Las ventas minoristas de las pequeñas y medianas empresas (pymes) sufrieron en abril una caída interanual del 3,2% a valores constantes, consolidando una tendencia negativa que preocupa al sector. En términos mensuales, la baja fue del 1,3%, lo que profundizó un retroceso acumulado del 3,5% en lo que va del año, según reveló el último informe de la Confederación Argentina de la Mediana Empresa (CAME).
En cuanto a las expectativas, casi la mitad de los encuestados (49%) cree que la situación no cambiará en los próximos 12 meses. Mientras tanto, el 37,2% confía en una mejora (-2,5 p.p. mensual), y un 13,8% anticipa un retroceso. Sin embargo, la mayoría se muestra cautelosa para invertir: el 58,7% considera que el contexto actual no es propicio para desembolsos, frente a un 12,6% que sí lo ve favorable y un 28,7% que aún no se define.
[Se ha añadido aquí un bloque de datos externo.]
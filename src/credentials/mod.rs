//! Credential core: password digests, signed access/refresh tokens and API keys.
//!
//! Everything here is synchronous and stateless apart from the injected
//! [`SigningSecret`]. Password derivation is deliberately slow; async callers
//! should use the `*_in_worker` variants on [`PasswordHasher`].

mod api_key;
mod encoding;
mod error;
mod issuer;
mod password;
mod secret;
mod token;

pub use api_key::{
    ApiKeyDigest, ApiKeyManager, ApiKeyMaterial, ApiKeyStore, StoredApiKey, API_KEY_TAG,
    DISPLAY_PREFIX_HEX_CHARS,
};
pub use error::{Error, Result};
pub use issuer::{TokenIssuer, TokenPair, ACCESS_TOKEN_TTL_SECONDS, REFRESH_TOKEN_TTL_SECONDS};
pub use password::{PasswordHasher, DERIVED_KEY_LEN, SALT_LEN};
pub use secret::{SigningSecret, RECOMMENDED_SECRET_BYTES};
pub use token::{TokenCodec, TokenHeader, TokenPayload, TokenType};
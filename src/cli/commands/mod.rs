pub mod logging;
pub mod secret;

use clap::{
    builder::styling::{AnsiColor, Effects, Styles},
    Arg, ColorChoice, Command,
};

pub const CMD_HASH_PASSWORD: &str = "hash-password";
pub const CMD_VERIFY_PASSWORD: &str = "verify-password";
pub const CMD_ISSUE_TOKEN: &str = "issue-token";
pub const CMD_VERIFY_TOKEN: &str = "verify-token";
pub const CMD_GENERATE_API_KEY: &str = "generate-api-key";
pub const CMD_API_KEY_DIGEST: &str = "api-key-digest";

pub const ARG_STORED: &str = "stored";
pub const ARG_SUBJECT: &str = "subject";
pub const ARG_EMAIL: &str = "email";
pub const ARG_TYPE: &str = "type";
pub const ARG_TOKEN: &str = "token";

#[must_use]
pub fn new() -> Command {
    let styles = Styles::styled()
        .header(AnsiColor::Yellow.on_default() | Effects::BOLD)
        .usage(AnsiColor::Green.on_default() | Effects::BOLD)
        .literal(AnsiColor::Blue.on_default() | Effects::BOLD)
        .placeholder(AnsiColor::Green.on_default());

    let long_version: &'static str = Box::leak(
        format!("{} - {}", env!("CARGO_PKG_VERSION"), crate::GIT_COMMIT_HASH).into_boxed_str(),
    );

    let command = Command::new("faq-auth")
        .about("Credential tooling for the FAQ admin backend")
        .version(env!("CARGO_PKG_VERSION"))
        .long_version(long_version)
        .color(ColorChoice::Auto)
        .styles(styles)
        .subcommand_required(true)
        .arg_required_else_help(true)
        .subcommand(
            Command::new(CMD_HASH_PASSWORD)
                .about("Read a password from stdin and print its stored digest"),
        )
        .subcommand(
            Command::new(CMD_VERIFY_PASSWORD)
                .about("Read a password from stdin and check it against a stored digest")
                .arg(
                    Arg::new(ARG_STORED)
                        .long(ARG_STORED)
                        .help("Stored digest, <32 hex>:<128 hex>")
                        .required(true),
                ),
        )
        .subcommand(
            Command::new(CMD_ISSUE_TOKEN)
                .about("Issue an access token, a refresh token, or both")
                .arg(
                    Arg::new(ARG_SUBJECT)
                        .long(ARG_SUBJECT)
                        .help("User id placed in the `sub` claim")
                        .required(true),
                )
                .arg(
                    Arg::new(ARG_EMAIL)
                        .long(ARG_EMAIL)
                        .help("User email placed in the `email` claim")
                        .required(true),
                )
                .arg(
                    Arg::new(ARG_TYPE)
                        .long(ARG_TYPE)
                        .help("Token type to issue")
                        .default_value("access")
                        .value_parser(["access", "refresh", "pair"]),
                ),
        )
        .subcommand(
            Command::new(CMD_VERIFY_TOKEN)
                .about("Verify a token and print its payload")
                .arg(
                    Arg::new(ARG_TYPE)
                        .long(ARG_TYPE)
                        .help("Expected token type")
                        .default_value("access")
                        .value_parser(["access", "refresh"]),
                )
                .arg(Arg::new(ARG_TOKEN).help("Token to verify").required(true)),
        )
        .subcommand(
            Command::new(CMD_GENERATE_API_KEY)
                .about("Generate an API key; the secret is printed once"),
        )
        .subcommand(
            Command::new(CMD_API_KEY_DIGEST)
                .about("Read an API key from stdin and print its lookup digest"),
        );

    let command = secret::with_args(command);
    logging::with_args(command)
}
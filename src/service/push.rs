use std::sync::Arc;

use crate::config::DEFAULT_PUSH_NOTIFICATION_CONNECTOR;
use crate::error::{Guards, MessagingResult};
use crate::models::PushNotificationConnector;
use crate::registry::ConnectorRegistries;

const COMPONENT: &str = "MessagingPushNotificationService";

#[derive(Clone)]
pub struct PushNotificationService {
    connector: Arc<dyn PushNotificationConnector>,
}

impl PushNotificationService {
    pub fn new(connector: Arc<dyn PushNotificationConnector>) -> Self {
        Self { connector }
    }

    pub fn from_registry(
        registries: &ConnectorRegistries,
        connector_name: Option<&str>,
    ) -> MessagingResult<Self> {
        let connector = registries
            .push_notification
            .get(connector_name.unwrap_or(DEFAULT_PUSH_NOTIFICATION_CONNECTOR))?;
        Ok(Self::new(connector))
    }

    /// Register a device token; returns the device address used for sending
    pub async fn register_device(
        &self,
        application_id: &str,
        device_token: &str,
    ) -> MessagingResult<String> {
        Guards::string_value(COMPONENT, "application_id", application_id)?;
        Guards::string_value(COMPONENT, "device_token", device_token)?;

        self.connector
            .register_device(application_id, device_token)
            .await
    }

    pub async fn send_single_push_notification(
        &self,
        device_address: &str,
        title: &str,
        message: &str,
    ) -> MessagingResult<bool> {
        Guards::string_value(COMPONENT, "device_address", device_address)?;
        Guards::string_value(COMPONENT, "title", title)?;
        Guards::string_value(COMPONENT, "message", message)?;

        self.connector
            .send_single_push_notification(device_address, title, message)
            .await
    }
}
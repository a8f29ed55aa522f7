use std::sync::Arc;

use chrono::Utc;

use crate::config::DEFAULT_TEMPLATE_ENTRY_STORAGE;
use crate::error::{Guards, MessagingError, MessagingResult};
use crate::registry::ConnectorRegistries;
use crate::storage::EntityStorageConnector;

use super::{template_key, TemplateContent, TemplateEntry};

const COMPONENT: &str = "TemplateStore";

/// Localized templates persisted through an entity storage connector
#[derive(Clone)]
pub struct TemplateStore {
    storage: Arc<dyn EntityStorageConnector<TemplateEntry>>,
}

impl TemplateStore {
    pub fn new(storage: Arc<dyn EntityStorageConnector<TemplateEntry>>) -> Self {
        Self { storage }
    }

    /// Resolve the template storage by name, `template-entry` when `None`
    pub fn from_registry(
        registries: &ConnectorRegistries,
        storage_name: Option<&str>,
    ) -> MessagingResult<Self> {
        let storage = registries
            .templates
            .get(storage_name.unwrap_or(DEFAULT_TEMPLATE_ENTRY_STORAGE))?;
        Ok(Self::new(storage))
    }

    /// Write a template, replacing whatever was stored under the same id and locale
    pub async fn create_or_update(
        &self,
        template_id: &str,
        locale: &str,
        title: &str,
        content: &str,
    ) -> MessagingResult<()> {
        Guards::string_value(COMPONENT, "template_id", template_id)?;
        Guards::string_value(COMPONENT, "locale", locale)?;
        Guards::string_value(COMPONENT, "title", title)?;
        Guards::string_value(COMPONENT, "content", content)?;

        let entry = TemplateEntry {
            id: template_key(template_id, locale),
            title: title.to_string(),
            content: content.to_string(),
            ts: Utc::now().timestamp_millis(),
        };

        self.storage.set(entry).await?;

        tracing::debug!(template_id = %template_id, locale = %locale, "Template stored");
        Ok(())
    }

    /// Look up a template; there is no fallback to another locale
    pub async fn get(&self, template_id: &str, locale: &str) -> MessagingResult<TemplateContent> {
        Guards::string_value(COMPONENT, "template_id", template_id)?;
        Guards::string_value(COMPONENT, "locale", locale)?;

        self.storage
            .get(&template_key(template_id, locale))
            .await?
            .map(TemplateContent::from)
            .ok_or_else(|| MessagingError::TemplateNotFound {
                template_id: template_id.to_string(),
                locale: locale.to_string(),
            })
    }
}
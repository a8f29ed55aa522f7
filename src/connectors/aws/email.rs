use std::sync::Arc;

use async_trait::async_trait;
use serde_json::json;

use crate::connectors::operation_failed;
use crate::error::{ErrorData, Guards, MessagingError, MessagingResult};
use crate::logging::Logger;
use crate::metrics::MessagingMetrics;
use crate::models::{EmailConnector, EmailRecipient, EmailTemplate, EmailTemplateConnector};

use super::client::{AwsSesApi, BulkEmailDestination, BulkEmailRequest, SesApi, SimpleEmail};
use super::config::AwsConnectorConfig;

const COMPONENT: &str = "SesEmailConnector";
const CHANNEL: &str = "email";

/// Email connector backed by AWS SES v2
#[derive(Clone)]
pub struct SesEmailConnector {
    api: Arc<dyn SesApi>,
    logger: Logger,
}

impl SesEmailConnector {
    pub fn new(api: Arc<dyn SesApi>, logger: Logger) -> Self {
        Self { api, logger }
    }

    /// Validate the configuration and build an SES client from it
    pub async fn connect(config: &AwsConnectorConfig, logger: Logger) -> MessagingResult<Self> {
        config.validate(COMPONENT)?;
        let api = AwsSesApi::from_config(config).await;
        tracing::info!(
            endpoint = %config.endpoint,
            region = %config.region,
            "SES email connector created"
        );
        Ok(Self::new(Arc::new(api), logger))
    }

    async fn failed(
        &self,
        key: &'static str,
        data: ErrorData,
        cause: impl Into<crate::error::BoxError>,
    ) -> MessagingError {
        operation_failed(&self.logger, COMPONENT, CHANNEL, key, data, cause).await
    }
}

#[async_trait]
impl EmailConnector for SesEmailConnector {
    async fn send_custom_email(
        &self,
        sender: &str,
        recipients: &[String],
        subject: &str,
        content: &str,
    ) -> MessagingResult<bool> {
        Guards::string_value(COMPONENT, "sender", sender)?;
        Guards::array_value(COMPONENT, "recipients", recipients)?;
        Guards::string_value(COMPONENT, "subject", subject)?;
        Guards::string_value(COMPONENT, "content", content)?;

        self.logger
            .info_with(COMPONENT, "emailSending", json!({ "type": "Custom Email" }))
            .await;

        let email = SimpleEmail {
            from: sender.to_string(),
            to: recipients.to_vec(),
            subject: subject.to_string(),
            html: content.to_string(),
        };

        match self
            .api
            .send_email(email)
            .await
            .and_then(|response| response.into_output("SendEmail"))
        {
            Ok(message_id) => {
                tracing::debug!(message_id = ?message_id, recipients = recipients.len(), "Email sent");
                MessagingMetrics::record_sent(CHANNEL);
                Ok(true)
            }
            Err(err) => Err(self
                .failed(
                    "sendCustomEmailFailed",
                    ErrorData::new().with("value", recipients.join(", ")),
                    err,
                )
                .await),
        }
    }
}

#[async_trait]
impl EmailTemplateConnector for SesEmailConnector {
    async fn create_template(&self, template: &EmailTemplate) -> MessagingResult<bool> {
        Guards::string_value(COMPONENT, "name", &template.name)?;
        Guards::string_value(COMPONENT, "subject", &template.subject)?;
        Guards::string_value(COMPONENT, "content", &template.content)?;

        self.logger
            .info_with(COMPONENT, "templateCreating", json!({ "name": template.name }))
            .await;

        let result = self
            .api
            .create_email_template(&template.name, &template.subject, &template.content)
            .await
            .and_then(|response| response.into_output("CreateEmailTemplate"));

        match result {
            Ok(()) => Ok(true),
            Err(err) => Err(self
                .failed(
                    "createTemplateFailed",
                    ErrorData::new().with("value", template.name.as_str()),
                    err,
                )
                .await),
        }
    }

    async fn delete_template(&self, name: &str) -> MessagingResult<bool> {
        Guards::string_value(COMPONENT, "name", name)?;

        self.logger
            .info_with(COMPONENT, "templateDeleting", json!({ "name": name }))
            .await;

        let result = self
            .api
            .delete_email_template(name)
            .await
            .and_then(|response| response.into_output("DeleteEmailTemplate"));

        match result {
            Ok(()) => Ok(true),
            Err(err) => Err(self
                .failed("deleteTemplateFailed", ErrorData::new().with("value", name), err)
                .await),
        }
    }

    async fn send_massive_email(
        &self,
        sender: &str,
        template_name: &str,
        recipients: &[EmailRecipient],
    ) -> MessagingResult<bool> {
        Guards::string_value(COMPONENT, "sender", sender)?;
        Guards::string_value(COMPONENT, "template_name", template_name)?;
        Guards::array_value(COMPONENT, "recipients", recipients)?;

        self.logger
            .info_with(COMPONENT, "sendMassiveEmail", json!({ "name": template_name }))
            .await;

        let data = || ErrorData::new().with("value", template_name);

        let mut entries = Vec::with_capacity(recipients.len());
        for recipient in recipients {
            let replacement_template_data = match recipient.replacement_data() {
                Ok(replacements) => replacements,
                Err(err) => return Err(self.failed("sendMassiveEmailFailed", data(), err).await),
            };
            entries.push(BulkEmailDestination {
                to: recipient.email.clone(),
                replacement_template_data,
            });
        }

        let request = BulkEmailRequest {
            from: sender.to_string(),
            template_name: template_name.to_string(),
            entries,
        };

        match self
            .api
            .send_bulk_email(request)
            .await
            .and_then(|response| response.into_output("SendBulkEmail"))
        {
            Ok(()) => {
                MessagingMetrics::record_sent(CHANNEL);
                Ok(true)
            }
            Err(err) => Err(self.failed("sendMassiveEmailFailed", data(), err).await),
        }
    }
}
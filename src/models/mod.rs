//! Channel interfaces implemented by every messaging connector

mod connectors;
mod types;

pub use connectors::{
    EmailConnector, EmailTemplateConnector, PushNotificationConnector, PushTopicConnector,
    SmsConnector,
};
pub use types::{EmailRecipient, EmailTemplate};

#[cfg(test)]
pub use connectors::{
    MockEmailConnector, MockEmailTemplateConnector, MockPushNotificationConnector,
    MockPushTopicConnector, MockSmsConnector,
};
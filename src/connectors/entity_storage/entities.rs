//! Records persisted by the storage-backed connectors

use serde::{Deserialize, Serialize};

use crate::storage::{
    Entity, EntityProperty, EntitySchema, PropertyType, SortDirection,
};

/// Delivery state of a stored entry
#[derive(Debug, Clone, Copy, PartialEq, Eq, Serialize, Deserialize)]
#[serde(rename_all = "lowercase")]
pub enum EntryStatus {
    Pending,
    Sent,
}

fn id_property() -> EntityProperty {
    EntityProperty::new("id", PropertyType::String).primary()
}

fn error_property() -> EntityProperty {
    EntityProperty::new("error", PropertyType::Object).optional()
}

#[derive(Debug, Clone, PartialEq, Serialize, Deserialize)]
#[serde(rename_all = "camelCase")]
pub struct EmailEntry {
    pub id: String,
    pub sender: String,
    pub recipients: Vec<String>,
    /// Milliseconds since the Unix epoch
    pub ts: i64,
    /// HTML body
    pub message: String,
    pub subject: String,
    pub status: EntryStatus,
    #[serde(default, skip_serializing_if = "Option::is_none")]
    pub error: Option<serde_json::Value>,
}

impl Entity for EmailEntry {
    fn id(&self) -> &str {
        &self.id
    }

    fn schema() -> EntitySchema {
        EntitySchema::new(
            "EmailEntry",
            vec![
                id_property(),
                EntityProperty::new("sender", PropertyType::String),
                EntityProperty::new("recipients", PropertyType::Array).items(PropertyType::String),
                EntityProperty::new("ts", PropertyType::Integer),
                EntityProperty::new("message", PropertyType::String),
                EntityProperty::new("subject", PropertyType::String),
                EntityProperty::new("status", PropertyType::String),
                error_property(),
            ],
        )
    }
}

#[derive(Debug, Clone, PartialEq, Serialize, Deserialize)]
#[serde(rename_all = "camelCase")]
pub struct SmsEntry {
    pub id: String,
    pub phone_number: String,
    pub ts: i64,
    pub message: String,
    pub status: EntryStatus,
    #[serde(default, skip_serializing_if = "Option::is_none")]
    pub error: Option<serde_json::Value>,
}

impl Entity for SmsEntry {
    fn id(&self) -> &str {
        &self.id
    }

    fn schema() -> EntitySchema {
        EntitySchema::new(
            "SmsEntry",
            vec![
                id_property(),
                EntityProperty::new("phoneNumber", PropertyType::String),
                EntityProperty::new("ts", PropertyType::Integer),
                EntityProperty::new("message", PropertyType::String),
                EntityProperty::new("status", PropertyType::String),
                error_property(),
            ],
        )
    }
}

/// A device registration; only exists for the storage-backed push connector
#[derive(Debug, Clone, PartialEq, Serialize, Deserialize)]
#[serde(rename_all = "camelCase")]
pub struct PushNotificationDeviceEntry {
    pub id: String,
    pub application_id: String,
    pub device_token: String,
    pub ts: i64,
    pub status: EntryStatus,
    #[serde(default, skip_serializing_if = "Option::is_none")]
    pub error: Option<serde_json::Value>,
}

impl Entity for PushNotificationDeviceEntry {
    fn id(&self) -> &str {
        &self.id
    }

    fn schema() -> EntitySchema {
        EntitySchema::new(
            "PushNotificationDeviceEntry",
            vec![
                id_property(),
                EntityProperty::new("applicationId", PropertyType::String),
                EntityProperty::new("deviceToken", PropertyType::String),
                EntityProperty::new("ts", PropertyType::Integer)
                    .format("uint64")
                    .sorted(SortDirection::Descending),
                EntityProperty::new("status", PropertyType::String),
                error_property(),
            ],
        )
    }
}

#[derive(Debug, Clone, PartialEq, Serialize, Deserialize)]
#[serde(rename_all = "camelCase")]
pub struct PushNotificationMessageEntry {
    pub id: String,
    /// Not checked against device entries
    pub device_address: String,
    pub title: String,
    pub message: String,
    pub ts: i64,
    pub status: EntryStatus,
    #[serde(default, skip_serializing_if = "Option::is_none")]
    pub error: Option<serde_json::Value>,
}

impl Entity for PushNotificationMessageEntry {
    fn id(&self) -> &str {
        &self.id
    }

    fn schema() -> EntitySchema {
        EntitySchema::new(
            "PushNotificationMessageEntry",
            vec![
                id_property(),
                EntityProperty::new("deviceAddress", PropertyType::String),
                EntityProperty::new("title", PropertyType::String),
                EntityProperty::new("message", PropertyType::String),
                EntityProperty::new("ts", PropertyType::Integer)
                    .format("uint64")
                    .sorted(SortDirection::Descending),
                EntityProperty::new("status", PropertyType::String),
                error_property(),
            ],
        )
    }
}
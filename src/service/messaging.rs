use std::collections::HashMap;
use std::sync::Arc;

use crate::config::Settings;
use crate::error::{Guards, MessagingError, MessagingResult};
use crate::models::{EmailConnector, PushNotificationConnector, SmsConnector};
use crate::registry::ConnectorRegistries;
use crate::template::{populate_template, TemplateContent, TemplateStore};

const COMPONENT: &str = "MessagingService";

/// Template-driven messaging across email, SMS and push.
///
/// Each channel is optional. Every operation checks, in order:
/// 1. the channel's connector is configured
/// 2. the inputs pass their guards
/// 3. the template exists for the requested locale
///
/// and only then delegates the populated template to the connector.
#[derive(Clone)]
pub struct MessagingService {
    email: Option<Arc<dyn EmailConnector>>,
    sms: Option<Arc<dyn SmsConnector>>,
    push_notification: Option<Arc<dyn PushNotificationConnector>>,
    templates: TemplateStore,
}

impl MessagingService {
    pub fn builder(templates: TemplateStore) -> MessagingServiceBuilder {
        MessagingServiceBuilder::new(templates)
    }

    /// Wire the service from the registries using the configured names.
    ///
    /// A channel whose connector is not registered is left unconfigured; the
    /// template storage must be registered.
    pub fn from_registries(
        registries: &ConnectorRegistries,
        settings: &Settings,
    ) -> MessagingResult<Self> {
        Ok(MessagingServiceBuilder::from_registries(registries, settings)?.build())
    }

    pub async fn send_custom_email(
        &self,
        sender: &str,
        recipients: &[String],
        template_id: &str,
        data: &HashMap<String, String>,
        locale: &str,
    ) -> MessagingResult<bool> {
        let connector = configured(&self.email, "emailMessagingConnector")?;

        Guards::string_value(COMPONENT, "sender", sender)?;
        Guards::array_value(COMPONENT, "recipients", recipients)?;
        Guards::string_value(COMPONENT, "template_id", template_id)?;
        Guards::string_value(COMPONENT, "locale", locale)?;

        let populated = self.populated(template_id, data, locale).await?;

        tracing::debug!(
            template_id = %template_id,
            locale = %locale,
            recipients = recipients.len(),
            "Sending templated email"
        );
        connector
            .send_custom_email(sender, recipients, &populated.title, &populated.content)
            .await
    }

    pub async fn register_device(
        &self,
        application_id: &str,
        device_token: &str,
    ) -> MessagingResult<String> {
        let connector = configured(&self.push_notification, "pushNotificationMessagingConnector")?;

        Guards::string_value(COMPONENT, "application_id", application_id)?;
        Guards::string_value(COMPONENT, "device_token", device_token)?;

        connector.register_device(application_id, device_token).await
    }

    pub async fn send_single_push_notification(
        &self,
        device_address: &str,
        template_id: &str,
        data: &HashMap<String, String>,
        locale: &str,
    ) -> MessagingResult<bool> {
        let connector = configured(&self.push_notification, "pushNotificationMessagingConnector")?;

        Guards::string_value(COMPONENT, "device_address", device_address)?;
        Guards::string_value(COMPONENT, "template_id", template_id)?;
        Guards::string_value(COMPONENT, "locale", locale)?;

        let populated = self.populated(template_id, data, locale).await?;

        tracing::debug!(template_id = %template_id, locale = %locale, "Sending templated push notification");
        connector
            .send_single_push_notification(device_address, &populated.title, &populated.content)
            .await
    }

    /// Send the populated template content; SMS has no title
    pub async fn send_sms(
        &self,
        phone_number: &str,
        template_id: &str,
        data: &HashMap<String, String>,
        locale: &str,
    ) -> MessagingResult<bool> {
        let connector = configured(&self.sms, "smsMessagingConnector")?;

        Guards::string_value(COMPONENT, "phone_number", phone_number)?;
        Guards::string_value(COMPONENT, "template_id", template_id)?;
        Guards::string_value(COMPONENT, "locale", locale)?;

        let populated = self.populated(template_id, data, locale).await?;

        tracing::debug!(template_id = %template_id, locale = %locale, "Sending templated SMS");
        connector.send_sms(phone_number, &populated.content).await
    }

    pub async fn create_or_update_template(
        &self,
        template_id: &str,
        locale: &str,
        title: &str,
        content: &str,
    ) -> MessagingResult<bool> {
        Guards::string_value(COMPONENT, "template_id", template_id)?;
        Guards::string_value(COMPONENT, "locale", locale)?;
        Guards::string_value(COMPONENT, "title", title)?;
        Guards::string_value(COMPONENT, "content", content)?;

        self.templates
            .create_or_update(template_id, locale, title, content)
            .await?;
        Ok(true)
    }

    pub async fn get_template(
        &self,
        template_id: &str,
        locale: &str,
    ) -> MessagingResult<TemplateContent> {
        Guards::string_value(COMPONENT, "template_id", template_id)?;
        Guards::string_value(COMPONENT, "locale", locale)?;

        self.templates.get(template_id, locale).await
    }

    async fn populated(
        &self,
        template_id: &str,
        data: &HashMap<String, String>,
        locale: &str,
    ) -> MessagingResult<TemplateContent> {
        let template = self.templates.get(template_id, locale).await?;
        Ok(populate_template(&template, data))
    }
}

fn configured<'a, T: ?Sized>(
    connector: &'a Option<Arc<T>>,
    property: &'static str,
) -> MessagingResult<&'a Arc<T>> {
    connector
        .as_ref()
        .ok_or(MessagingError::ConnectorNotConfigured {
            component: COMPONENT,
            property,
        })
}

/// Builder for [`MessagingService`]; channels default to unconfigured
pub struct MessagingServiceBuilder {
    email: Option<Arc<dyn EmailConnector>>,
    sms: Option<Arc<dyn SmsConnector>>,
    push_notification: Option<Arc<dyn PushNotificationConnector>>,
    templates: TemplateStore,
}

impl MessagingServiceBuilder {
    pub fn new(templates: TemplateStore) -> Self {
        Self {
            email: None,
            sms: None,
            push_notification: None,
            templates,
        }
    }

    pub fn from_registries(
        registries: &ConnectorRegistries,
        settings: &Settings,
    ) -> MessagingResult<Self> {
        let templates = TemplateStore::from_registry(
            registries,
            Some(settings.storage.template_entry.as_str()),
        )?;
        let names = &settings.connectors;

        let builder = Self {
            email: registries.email.get_if_exists(&names.email),
            sms: registries.sms.get_if_exists(&names.sms),
            push_notification: registries
                .push_notification
                .get_if_exists(&names.push_notification),
            templates,
        };

        tracing::info!(
            email = builder.email.is_some(),
            sms = builder.sms.is_some(),
            push_notification = builder.push_notification.is_some(),
            "Messaging service channels resolved"
        );
        Ok(builder)
    }

    pub fn email(mut self, connector: Arc<dyn EmailConnector>) -> Self {
        self.email = Some(connector);
        self
    }

    pub fn sms(mut self, connector: Arc<dyn SmsConnector>) -> Self {
        self.sms = Some(connector);
        self
    }

    pub fn push_notification(mut self, connector: Arc<dyn PushNotificationConnector>) -> Self {
        self.push_notification = Some(connector);
        self
    }

    pub fn build(self) -> MessagingService {
        MessagingService {
            email: self.email,
            sms: self.sms,
            push_notification: self.push_notification,
            templates: self.templates,
        }
    }
}
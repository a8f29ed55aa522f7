use std::sync::Arc;

use async_trait::async_trait;

use crate::config::{DEFAULT_PUSH_DEVICE_ENTRY_STORAGE, DEFAULT_PUSH_MESSAGE_ENTRY_STORAGE};
use crate::connectors::operation_failed;
use crate::error::{ErrorData, Guards, MessagingResult};
use crate::logging::Logger;
use crate::metrics::MessagingMetrics;
use crate::models::PushNotificationConnector;
use crate::registry::ConnectorRegistries;
use crate::storage::EntityStorageConnector;

use super::entities::{EntryStatus, PushNotificationDeviceEntry, PushNotificationMessageEntry};
use super::{generate_id, now_millis};

const COMPONENT: &str = "EntityStoragePushNotificationConnector";
const CHANNEL: &str = "push";

/// Stores device registrations and notifications as pending entries.
///
/// The id of the stored device entry serves as the device address.
#[derive(Clone)]
pub struct EntityStoragePushNotificationConnector {
    devices: Arc<dyn EntityStorageConnector<PushNotificationDeviceEntry>>,
    messages: Arc<dyn EntityStorageConnector<PushNotificationMessageEntry>>,
    logger: Logger,
}

impl EntityStoragePushNotificationConnector {
    pub fn new(
        devices: Arc<dyn EntityStorageConnector<PushNotificationDeviceEntry>>,
        messages: Arc<dyn EntityStorageConnector<PushNotificationMessageEntry>>,
        logger: Logger,
    ) -> Self {
        Self {
            devices,
            messages,
            logger,
        }
    }

    pub fn from_registry(
        registries: &ConnectorRegistries,
        device_storage_name: Option<&str>,
        message_storage_name: Option<&str>,
        logger: Logger,
    ) -> MessagingResult<Self> {
        let devices = registries
            .push_device_entries
            .get(device_storage_name.unwrap_or(DEFAULT_PUSH_DEVICE_ENTRY_STORAGE))?;
        let messages = registries
            .push_message_entries
            .get(message_storage_name.unwrap_or(DEFAULT_PUSH_MESSAGE_ENTRY_STORAGE))?;
        Ok(Self::new(devices, messages, logger))
    }
}

#[async_trait]
impl PushNotificationConnector for EntityStoragePushNotificationConnector {
    async fn register_device(
        &self,
        application_id: &str,
        device_token: &str,
    ) -> MessagingResult<String> {
        Guards::string_value(COMPONENT, "application_id", application_id)?;
        Guards::string_value(COMPONENT, "device_token", device_token)?;

        self.logger.info(COMPONENT, "deviceRegistering").await;

        let id = generate_id();
        let entry = PushNotificationDeviceEntry {
            id: id.clone(),
            application_id: application_id.to_string(),
            device_token: device_token.to_string(),
            ts: now_millis(),
            status: EntryStatus::Pending,
            error: None,
        };

        match self.devices.set(entry).await {
            Ok(()) => {
                MessagingMetrics::record_entry_stored("PushNotificationDeviceEntry");
                Ok(id)
            }
            Err(err) => Err(operation_failed(
                &self.logger,
                COMPONENT,
                CHANNEL,
                "deviceTokenRegisterFailed",
                ErrorData::new()
                    .with("property", "applicationId")
                    .with("value", application_id),
                err,
            )
            .await),
        }
    }

    async fn send_single_push_notification(
        &self,
        device_address: &str,
        title: &str,
        message: &str,
    ) -> MessagingResult<bool> {
        Guards::string_value(COMPONENT, "device_address", device_address)?;
        Guards::string_value(COMPONENT, "title", title)?;
        Guards::string_value(COMPONENT, "message", message)?;

        self.logger.info(COMPONENT, "pushNotificationSending").await;

        let entry = PushNotificationMessageEntry {
            id: generate_id(),
            device_address: device_address.to_string(),
            title: title.to_string(),
            message: message.to_string(),
            ts: now_millis(),
            status: EntryStatus::Pending,
            error: None,
        };

        match self.messages.set(entry).await {
            Ok(()) => {
                MessagingMetrics::record_entry_stored("PushNotificationMessageEntry");
                Ok(true)
            }
            Err(err) => Err(operation_failed(
                &self.logger,
                COMPONENT,
                CHANNEL,
                "sendPushNotificationFailed",
                ErrorData::new().with("value", device_address),
                err,
            )
            .await),
        }
    }
}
Un dato positivo dentro del panorama es que el 53,3% de los dueños de comercios reportó estabilidad en sus ventas respecto al año pasado, cifra que mejoró en 2,5 puntos porcentuales respecto a marzo. Esta mejora se relaciona con la reducción del segmento que percibe la situación como desfavorable, que bajó del 42,2% al 39,6%.
Las ventas online no alcanzaron para compensar la caída
Por otro lado, las ventas online de los comercios que cuentan con local físico crecieron un 8% interanual y un 0,7% mensual desestacionalizado. Sin embargo, este aumento no alcanzó para contrarrestar la caída general en las ventas.
Durante el primer cuatrimestre, el consumo se volcó hacia productos esenciales y aquellos con recambio estacional. La demanda estuvo marcada por la búsqueda de financiamiento y promociones, mientras que los mayores gastos operativos y en servicios básicos complicaron la rentabilidad y maniobrabilidad de las pymes.
De acuerdo al informe de CAME, la recuperación del sector depende principalmente de la mejora en el ingreso real y la estabilización de los gastos fijos.
Rubro por rubro: cómo fueron las ventas en abril
El análisis por rubros ratificó la tendencia descendente, con seis de los siete sectores en terreno negativo.
- Bazar y decoración (-12,3%)
- Perfumería (-7,2%)
- Ferretería, materiales eléctricos y para la construcción (-4,2%).
- Textil e indumentario (-3,7%)
- Alimentos y bebidas (-3,1%)
- Calzado y marroquinería (-0,5%)
- Farmacia constituyó la única excepción, con una variación positiva del 6,1%.